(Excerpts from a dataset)
-- -- --

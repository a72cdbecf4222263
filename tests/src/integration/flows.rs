//! # Integration Test Flows
//!
//! End-to-end flows through `CredentialHandlerService`:
//!
//! 1. **Install**: permission prompt, then registry
//! 2. **Inline reply**: hook answers with `type: "response"`
//! 3. **Redirect**: hook answers with `type: "redirect"`, a loopback window
//!    receives the forwarded event and replies through the event proxy
//! 4. **Rejections**: bad hook results and window failures reach the
//!    platform as that event's error

#[cfg(test)]
mod tests {
    use std::sync::Arc;
    use std::time::Duration;

    use proptest::prelude::*;
    use serde_json::{json, Value};
    use tokio::sync::mpsc;
    use tokio::time::timeout;
    use url::Url;

    use credential_handler::adapters::window_app_fn;
    use credential_handler::{
        hook_fn, receive_credential_event, receive_credential_event_with, ActivationOptions,
        CredentialEvent, CredentialEventType, CredentialHandlerApi, CredentialHook,
        CredentialReply, HandlerConfig, HandlerError, HandlerResult, PermissionState,
        RedirectError, RpcError, RpcServer, ShapeError,
    };

    use crate::integration::{TestPlatform, MEDIATOR};

    // =============================================================================
    // TEST FIXTURES
    // =============================================================================

    const WALLET_WINDOW: &str = "https://wallet.example/handle";

    fn returning(value: Value) -> Arc<dyn CredentialHook> {
        hook_fn(move |_event: CredentialEvent| {
            let value = value.clone();
            async move { Ok(value) }
        })
    }

    fn redirect_to_wallet() -> Arc<dyn CredentialHook> {
        returning(json!({"type": "redirect", "url": WALLET_WINDOW}))
    }

    /// Mount a wallet window that reports the event it received and replies
    /// with `{dataType: "X", data: {y: 1}}`.
    fn mount_recording_wallet(platform: &TestPlatform) -> mpsc::UnboundedReceiver<CredentialEvent> {
        let (seen_tx, seen_rx) = mpsc::unbounded_channel();
        platform.browser.mount(
            "https://wallet.example/",
            window_app_fn(move |server: Arc<dyn RpcServer>, _url: Url| {
                let seen_tx = seen_tx.clone();
                async move {
                    if let Ok(proxied) = receive_credential_event(server).await {
                        let _ = seen_tx.send(proxied.event.clone());
                        proxied
                            .respond_with(async { Ok(CredentialReply::new("X", json!({"y": 1}))) })
                            .await;
                    }
                }
            }),
        );
        seen_rx
    }

    // =============================================================================
    // INSTALL / UNINSTALL
    // =============================================================================

    #[tokio::test]
    async fn test_install_prompts_then_registers() {
        let platform = TestPlatform::new();
        let url = Url::parse("https://wallet.example/credential-handler").unwrap();

        let registration = platform.service.install_handler(&url).await.unwrap();

        assert_eq!(registration.url(), &url);
        assert_eq!(platform.gate.prompts(), 1);
        assert!(platform.registry.is_registered(&url));
    }

    #[tokio::test]
    async fn test_install_denied_leaves_registry_untouched() {
        let platform = TestPlatform::with_config(PermissionState::Denied, &HandlerConfig::default());
        let url = Url::parse("https://wallet.example/credential-handler").unwrap();

        let err = platform.service.install_handler(&url).await.unwrap_err();

        assert_eq!(err, HandlerError::PermissionDenied);
        assert_eq!(err.to_string(), "Permission denied.");
        assert_eq!(platform.registry.register_calls(), 0);
    }

    #[tokio::test]
    async fn test_lookup_swallows_registry_failure() {
        let platform = TestPlatform::new();
        let url = Url::parse("https://wallet.example/credential-handler").unwrap();
        platform.registry.set_unavailable(true);

        assert_eq!(platform.service.get_handler_registration(&url).await, None);
        assert_eq!(
            platform.service.install_handler(&url).await.unwrap_err().to_string(),
            "Credential handler not registered."
        );
    }

    #[tokio::test]
    async fn test_uninstall_after_install() {
        let platform = TestPlatform::new();
        let url = Url::parse("https://wallet.example/credential-handler").unwrap();

        platform.service.install_handler(&url).await.unwrap();
        platform.service.uninstall_handler(&url).await.unwrap();

        assert!(platform.registry.is_empty());
        assert_eq!(platform.gate.prompts(), 2);
    }

    // =============================================================================
    // INLINE REPLIES
    // =============================================================================

    #[tokio::test]
    async fn test_inline_verifiable_presentation() {
        let platform = TestPlatform::new();
        let presentation = json!({
            "type": "VerifiablePresentation",
            "holder": "did:example:holder"
        });
        let _active = platform
            .service
            .activate_handler(ActivationOptions::new(MEDIATOR).with_get(returning(json!({
                "type": "response",
                "dataType": "VerifiablePresentation",
                "data": presentation.clone()
            }))))
            .await
            .unwrap();

        let reply = platform
            .events
            .request(CredentialEvent::request(json!({"web": {"VerifiablePresentation": {}}})))
            .await
            .unwrap();

        assert_eq!(reply, CredentialReply::new("VerifiablePresentation", presentation));
        assert!(platform.browser.opened_urls().is_empty());
        assert_eq!(platform.metrics.snapshot().inline_replies, 1);
    }

    #[tokio::test]
    async fn test_unknown_result_type_opens_no_window() {
        let platform = TestPlatform::new();
        mount_recording_wallet(&platform);
        let _active = platform
            .service
            .activate_handler(
                ActivationOptions::new(MEDIATOR)
                    .with_get(returning(json!({"type": "popup", "url": WALLET_WINDOW}))),
            )
            .await
            .unwrap();

        let err = platform
            .events
            .request(CredentialEvent::request(json!({})))
            .await
            .unwrap_err();

        assert_eq!(err, HandlerError::Shape(ShapeError::UnknownType));
        assert!(platform.browser.opened_urls().is_empty());
    }

    #[tokio::test]
    async fn test_non_object_result_is_rejected() {
        let platform = TestPlatform::new();
        let _active = platform
            .service
            .activate_handler(ActivationOptions::new(MEDIATOR).with_store(returning(json!("ok"))))
            .await
            .unwrap();

        let err = platform
            .events
            .request(CredentialEvent::store(json!({})))
            .await
            .unwrap_err();

        assert_eq!(err, HandlerError::Shape(ShapeError::NotAnObject));
        assert!(err.to_string().contains("must be an object"));
    }

    // =============================================================================
    // REDIRECT
    // =============================================================================

    #[tokio::test]
    async fn test_redirect_round_trip() {
        let platform = TestPlatform::new();
        let mut seen = mount_recording_wallet(&platform);
        let _active = platform
            .service
            .activate_handler(ActivationOptions::new(MEDIATOR).with_get(redirect_to_wallet()))
            .await
            .unwrap();

        let event = CredentialEvent::request(json!({"web": {"VerifiablePresentation": {}}}))
            .with_hint_key("hint-1");
        let reply = timeout(Duration::from_secs(5), platform.events.request(event.clone()))
            .await
            .unwrap()
            .unwrap();

        assert_eq!(reply, CredentialReply::new("X", json!({"y": 1})));
        assert_eq!(seen.recv().await.unwrap(), event);
        assert_eq!(
            platform.browser.opened_urls(),
            vec![Url::parse(WALLET_WINDOW).unwrap()]
        );
    }

    #[tokio::test]
    async fn test_redirect_keeps_extra_reply_fields() {
        let platform = TestPlatform::new();
        platform.browser.mount(
            "https://wallet.example/",
            window_app_fn(|server: Arc<dyn RpcServer>, _url: Url| async move {
                if let Ok(proxied) = receive_credential_event(server).await {
                    proxied
                        .respond_with(async {
                            Ok(CredentialReply::from_value(json!({
                                "dataType": "X",
                                "data": {"y": 1},
                                "proof": "z"
                            })))
                        })
                        .await;
                }
            }),
        );
        let _active = platform
            .service
            .activate_handler(ActivationOptions::new(MEDIATOR).with_get(redirect_to_wallet()))
            .await
            .unwrap();

        let reply = timeout(
            Duration::from_secs(5),
            platform.events.request(CredentialEvent::request(json!({}))),
        )
        .await
        .unwrap()
        .unwrap();

        assert_eq!(
            reply.into_value(),
            json!({"dataType": "X", "data": {"y": 1}, "proof": "z"})
        );
    }

    #[tokio::test]
    async fn test_redirect_with_configured_service_name() {
        let config = HandlerConfig {
            proxy_service_name: "walletProxy".to_string(),
            ..HandlerConfig::default()
        };
        let platform = TestPlatform::with_config(PermissionState::Granted, &config);
        let window_config = config.clone();
        platform.browser.mount(
            "https://wallet.example/",
            window_app_fn(move |server: Arc<dyn RpcServer>, _url: Url| {
                let config = window_config.clone();
                async move {
                    if let Ok(proxied) = receive_credential_event_with(server, &config).await {
                        proxied
                            .respond_with(async { Ok(CredentialReply::new("X", json!({"y": 1}))) })
                            .await;
                    }
                }
            }),
        );
        let _active = platform
            .service
            .activate_handler(ActivationOptions::new(MEDIATOR).with_get(redirect_to_wallet()))
            .await
            .unwrap();

        let reply = timeout(
            Duration::from_secs(5),
            platform.events.request(CredentialEvent::request(json!({}))),
        )
        .await
        .unwrap()
        .unwrap();

        assert_eq!(reply, CredentialReply::new("X", json!({"y": 1})));
    }

    #[tokio::test]
    async fn test_redirect_forwards_null_and_absent_fields_verbatim() {
        let platform = TestPlatform::new();
        let mut seen = mount_recording_wallet(&platform);
        let _active = platform
            .service
            .activate_handler(ActivationOptions::new(MEDIATOR).with_store(redirect_to_wallet()))
            .await
            .unwrap();

        let event = CredentialEvent {
            event_type: CredentialEventType::Store,
            credential_request_options: None,
            credential: Some(Value::Null),
            hint_key: None,
        };
        platform.events.request(event.clone()).await.unwrap();

        let forwarded = seen.recv().await.unwrap();
        assert_eq!(forwarded, event);
        assert_eq!(
            serde_json::to_value(&forwarded).unwrap(),
            json!({"type": "store", "credential": null})
        );
    }

    #[tokio::test]
    async fn test_window_closed_without_reply_rejects() {
        let platform = TestPlatform::new();
        platform.browser.mount(
            "https://wallet.example/",
            window_app_fn(|server: Arc<dyn RpcServer>, _url: Url| async move {
                // Receive and walk away.
                let _ = receive_credential_event(server).await;
            }),
        );
        let active = platform
            .service
            .activate_handler(ActivationOptions::new(MEDIATOR).with_get(redirect_to_wallet()))
            .await
            .unwrap();

        let err = timeout(
            Duration::from_secs(5),
            platform.events.request(CredentialEvent::request(json!({}))),
        )
        .await
        .unwrap()
        .unwrap_err();

        assert!(matches!(
            err,
            HandlerError::Redirect(RedirectError::Rpc(RpcError::ChannelClosed(_)))
        ));
        assert!(active.is_running());
    }

    #[tokio::test]
    async fn test_redirect_to_unmounted_url_fails_to_open() {
        let platform = TestPlatform::new();
        let _active = platform
            .service
            .activate_handler(ActivationOptions::new(MEDIATOR).with_get(redirect_to_wallet()))
            .await
            .unwrap();

        let err = platform
            .events
            .request(CredentialEvent::request(json!({})))
            .await
            .unwrap_err();

        assert!(matches!(
            err,
            HandlerError::Redirect(RedirectError::WindowOpen(_))
        ));
        assert_eq!(platform.metrics.snapshot().redirects_completed, 0);
    }

    // =============================================================================
    // RUNTIME WIRING
    // =============================================================================

    #[tokio::test]
    async fn test_runtime_demo() {
        let mut runtime = credential_runtime::CredentialRuntime::new(
            credential_runtime::RuntimeConfig::from_env().unwrap(),
        );
        runtime.start().await.unwrap();

        let replies = runtime.run_demo().await.unwrap();
        assert_eq!(replies[0].data_type(), Some("VerifiablePresentation"));
        assert_eq!(replies[1].data_type(), Some("StoredCredential"));

        runtime.shutdown().await;
    }

    // =============================================================================
    // PROPERTIES
    // =============================================================================

    proptest! {
        #![proptest_config(ProptestConfig::with_cases(24))]

        /// Whatever a `response` result carries is what the platform gets.
        #[test]
        fn prop_response_passthrough(data_type in "[A-Za-z]{1,16}", n in any::<i64>(), s in ".{0,12}") {
            let rt = tokio::runtime::Runtime::new().unwrap();
            let data = json!({"n": n, "s": s});

            let reply = rt.block_on(async {
                let platform = TestPlatform::new();
                let hook = returning(Value::from(HandlerResult::response(data_type.clone(), data.clone())));
                let _active = platform
                    .service
                    .activate_handler(ActivationOptions::new(MEDIATOR).with_store(hook))
                    .await
                    .unwrap();
                platform.events.request(CredentialEvent::store(json!({}))).await
            });

            prop_assert_eq!(reply, Ok(CredentialReply::new(data_type, data)));
        }
    }
}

-- -- --

WORK INSTRUCTIONS:
Your job is to print exactly the lines that run from the top of the entries through the line with "use url::Url;", and no others.

TASK OUTPUT:
repository a72cdbecf4222263
filename tests/src/integration/flows.rs
//! # Integration Test Flows
//!
//! End-to-end flows through `CredentialHandlerService`:
//!
//! 1. **Install**: permission prompt, then registry
//! 2. **Inline reply**: hook answers with `type: "response"`
//! 3. **Redirect**: hook answers with `type: "redirect"`, a loopback window
//!    receives the forwarded event and replies through the event proxy
//! 4. **Rejections**: bad hook results and window failures reach the
//!    platform as that event's error

#[cfg(test)]
mod tests {
    use std::sync::Arc;
    use std::time::Duration;

    use proptest::prelude::*;
    use serde_json::{json, Value};
    use tokio::sync::mpsc;
    use tokio::time::timeout;
    use url::Url;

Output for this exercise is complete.